Authorities in Italy have spent the weekend working out how to liquidate the two insolvent banks in Veneto that observers have been worrying about all year. The failed banks are Banca Popolare di Vicenza and Veneto Banca. Though not affiliated, the two banks are being liquidated together because they are facing the same regional economic problems and are in about the same financial condition.

“Good” assets — which are not quite so good as that term usually implies — are being transferred today to Intesa Sanpaolo. Having committed to liquidate the two Veneto banks while protecting depositors and keeping branches open, the government had few good options. A proposal by a hedge fund consortium was widely reported earlier in the month but rightly ignored. The hedge funds were seeking a controlling interest in the two banks but were willing to cover only a tenth of the capital shortfall. Such a plan would have postponed today’s liquidation by a few months at best, and it ran the risk of degenerating into litigation and chaos. Intesa Sanpaolo will apparently act as the government’s agent in managing and liquidating some of the assets it is not purchasing.

In retrospect, it would have been better if the two banks had been wound down five years ago. As it is, the bank liquidation will cost taxpayers an estimated €17 billion, of which €5 billion is being paid today. It was only two years ago, though, that auditors discovered problems in the loan portfolios and misselling of bonds, and not until last Friday that the European Central Bank referred the two banks for liquidation. Government lawyers then spent the weekend drafting a decree for the liquidation and transfer.

Ultimately not all of the branches will be able to stay open, but Italian regulators would prefer to have them close more quietly at another time rather than during such a visible crisis. Intesa is chipping in an estimated €60 million to protect bondholders, funds that would have been legally difficult for the government to provide. The fate of bondholders was an important political consideration because the banks fraudulently sold bonds to thousands of retail depositors, telling them that the bonds were certificates of deposit.

Tuesday, June 20, 2017

At Subway, Kiosks Over Ingredients

Embattled fast-food giant Subway had a plan to reverse its five-year decline by boosting the quality of its ingredients. Food quality has declined since the chain’s peak in the 1990s while the market has been moving in the opposite direction, and regular customers have been going elsewhere in search of a healthier lunch. As of a year ago, the plan at Subway was for the rollout of new ingredients to start this summer.

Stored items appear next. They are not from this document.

/*!
The declared options themselves. An [`OptionSpec`] is either a flag, which
is simply present or absent, or a valued option, which stores a typed value
(behind a [`Value`]) and the reader used to parse it.
 */

use core::{
    any::{self, TypeId},
    fmt::{self, Display},
};

use lazy_format::lazy_format;

use crate::{
    errors::LookupError,
    reader::{ReadError, Reader},
    value::{Category, OptionValue, Value},
};

/// Whether an option must appear on the command line
#[derive(Debug, Clone, Copy, PartialEq, Eq)]
pub enum Requirement {
    Optional,
    Mandatory,
}

type ErasedReader = Box<dyn Fn(&str) -> Result<Value, ReadError> + Send + Sync>;

/// The reasons a single occurrence of an option can fail to apply. The
/// dispatcher attaches the context (option name, raw argument) to these.
#[derive(Debug, Clone, PartialEq)]
pub(crate) enum SetError {
    /// A valued option appeared without an argument
    NeedsValue,

    /// A flag was given an argument
    UnexpectedValue,

    /// The reader rejected the argument
    Invalid(ReadError),
}

/// The value-carrying half of a valued option.
pub struct ValuedOption {
    default: Value,
    actual: Value,
    requirement: Requirement,
    category: Category,
    type_id: TypeId,
    type_name: &'static str,
    reader: ErasedReader,
}

impl ValuedOption {
    #[inline]
    #[must_use]
    pub fn default_value(&self) -> &Value {
        &self.default
    }

    /// The current value: the default, or the last value successfully read
    /// during the most recent parse.
    #[inline]
    #[must_use]
    pub fn value(&self) -> &Value {
        &self.actual
    }

    #[inline]
    #[must_use]
    pub fn requirement(&self) -> Requirement {
        self.requirement
    }

    #[inline]
    #[must_use]
    pub fn category(&self) -> Category {
        self.category
    }

    /// The name of the Rust type this option was declared with
    #[inline]
    #[must_use]
    pub fn type_name(&self) -> &'static str {
        self.type_name
    }
}

impl fmt::Debug for ValuedOption {
    fn fmt(&self, f: &mut fmt::Formatter<'_>) -> fmt::Result {
        f.debug_struct("ValuedOption")
            .field("default", &self.default)
            .field("actual", &self.actual)
            .field("requirement", &self.requirement)
            .field("type_name", &self.type_name)
            .finish_non_exhaustive()
    }
}

#[derive(Debug)]
pub enum OptionKind {
    /// `--verbose`; never takes an argument
    Flag,

    /// `--port 80`; always takes an argument
    Valued(ValuedOption),
}

/// A single declared option.
#[derive(Debug)]
pub struct OptionSpec {
    name: String,
    short: Option<char>,
    description: String,
    kind: OptionKind,
    has_set: bool,
}

impl OptionSpec {
    pub fn flag(name: impl Into<String>, short: Option<char>, description: impl Into<String>) -> Self {
        Self {
            name: name.into(),
            short,
            description: description.into(),
            kind: OptionKind::Flag,
            has_set: false,
        }
    }

    /// Create a valued option. The stored description is extended with the
    /// value's category and, for optional options, the default value, like
    /// `port number (Integral [=80])`.
    pub fn valued<T, R>(
        name: impl Into<String>,
        short: Option<char>,
        description: impl Display,
        requirement: Requirement,
        default: T,
        reader: R,
    ) -> Self
    where
        T: OptionValue,
        R: Reader<T> + Send + Sync + 'static,
    {
        let category = T::CATEGORY;

        let default_text = {
            let default = &default;

            lazy_format!(match (category) {
                Category::String => "\"{default}\"",
                _ => "{default}",
            })
        };

        let description = match requirement {
            Requirement::Mandatory => lazy_format!("{description} ({category})").to_string(),
            Requirement::Optional => {
                lazy_format!("{description} ({category} [={default_text}])").to_string()
            }
        };

        let default = default.into_value();

        Self {
            name: name.into(),
            short,
            description,
            kind: OptionKind::Valued(ValuedOption {
                actual: default.clone(),
                default,
                requirement,
                category,
                type_id: TypeId::of::<T>(),
                type_name: any::type_name::<T>(),
                reader: Box::new(move |raw: &str| reader.read(raw).map(T::into_value)),
            }),
            has_set: false,
        }
    }

    #[inline]
    #[must_use]
    pub fn name(&self) -> &str {
        &self.name
    }

    #[inline]
    #[must_use]
    pub fn short(&self) -> Option<char> {
        self.short
    }

    #[inline]
    #[must_use]
    pub fn description(&self) -> &str {
        &self.description
    }

    #[inline]
    #[must_use]
    pub fn kind(&self) -> &OptionKind {
        &self.kind
    }

    /// True if this option appeared (successfully) during the most recent
    /// parse.
    #[inline]
    #[must_use]
    pub fn has_set(&self) -> bool {
        self.has_set
    }

    #[inline]
    #[must_use]
    pub fn takes_value(&self) -> bool {
        matches!(self.kind, OptionKind::Valued(_))
    }

    #[inline]
    #[must_use]
    pub fn is_required(&self) -> bool {
        matches!(
            self.kind,
            OptionKind::Valued(ValuedOption {
                requirement: Requirement::Mandatory,
                ..
            })
        )
    }

    /// False only for a required option that hasn't been set.
    #[inline]
    #[must_use]
    pub fn is_satisfied(&self) -> bool {
        !self.is_required() || self.has_set
    }

    /// The form used in the usage line: `--name` or `--name=Category`
    pub fn synopsis(&self) -> impl Display + '_ {
        let name = &self.name;

        lazy_format!(match (self.kind) {
            OptionKind::Flag => "--{name}",
            OptionKind::Valued(ref valued) => ("--{name}={category}", category = valued.category),
        })
    }

    /// This option appeared without an argument.
    pub(crate) fn set_present(&mut self) -> Result<(), SetError> {
        match self.kind {
            OptionKind::Flag => {
                self.has_set = true;
                Ok(())
            }
            OptionKind::Valued(_) => Err(SetError::NeedsValue),
        }
    }

    /// This option appeared with an argument. On failure the current value is
    /// left untouched.
    pub(crate) fn set_value(&mut self, raw: &str) -> Result<(), SetError> {
        match self.kind {
            OptionKind::Flag => Err(SetError::UnexpectedValue),
            OptionKind::Valued(ref mut valued) => {
                valued.actual = (valued.reader)(raw).map_err(SetError::Invalid)?;
                self.has_set = true;
                Ok(())
            }
        }
    }

    /// Forget everything from the previous parse
    pub(crate) fn reset(&mut self) {
        self.has_set = false;

        if let OptionKind::Valued(ref mut valued) = self.kind {
            valued.actual = valued.default.clone();
        }
    }

    pub(crate) fn get<T: OptionValue>(&self) -> Result<T, LookupError> {
        let mismatch = |actual: &'static str| LookupError::TypeMismatch {
            name: self.name.clone(),
            requested: any::type_name::<T>(),
            actual,
        };

        match self.kind {
            OptionKind::Flag => Err(mismatch("flag")),
            OptionKind::Valued(ref valued) if valued.type_id != TypeId::of::<T>() => {
                Err(mismatch(valued.type_name))
            }
            OptionKind::Valued(ref valued) => {
                T::from_value(&valued.actual).ok_or_else(|| mismatch(valued.type_name))
            }
        }
    }
}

Well, forget it. Subway faces other problems that include the death of its founder and the jailing of its spokesmodel, and executives decided better food was more than the restaurant chain could take on right now. Instead, Subway’s major initiative this year will be in-store kiosks where customers can tap out orders on a touch-screen, copying the success of this approach at Panera. Subway is also rolling out a mobile app that provides the same functionality. You’ll get the same dull fare, but faster than before.

Maybe it’s the right move. The digital ordering platform should cut in-store operating costs, eventually providing the financial wiggle room needed to address the bigger issue of food quality.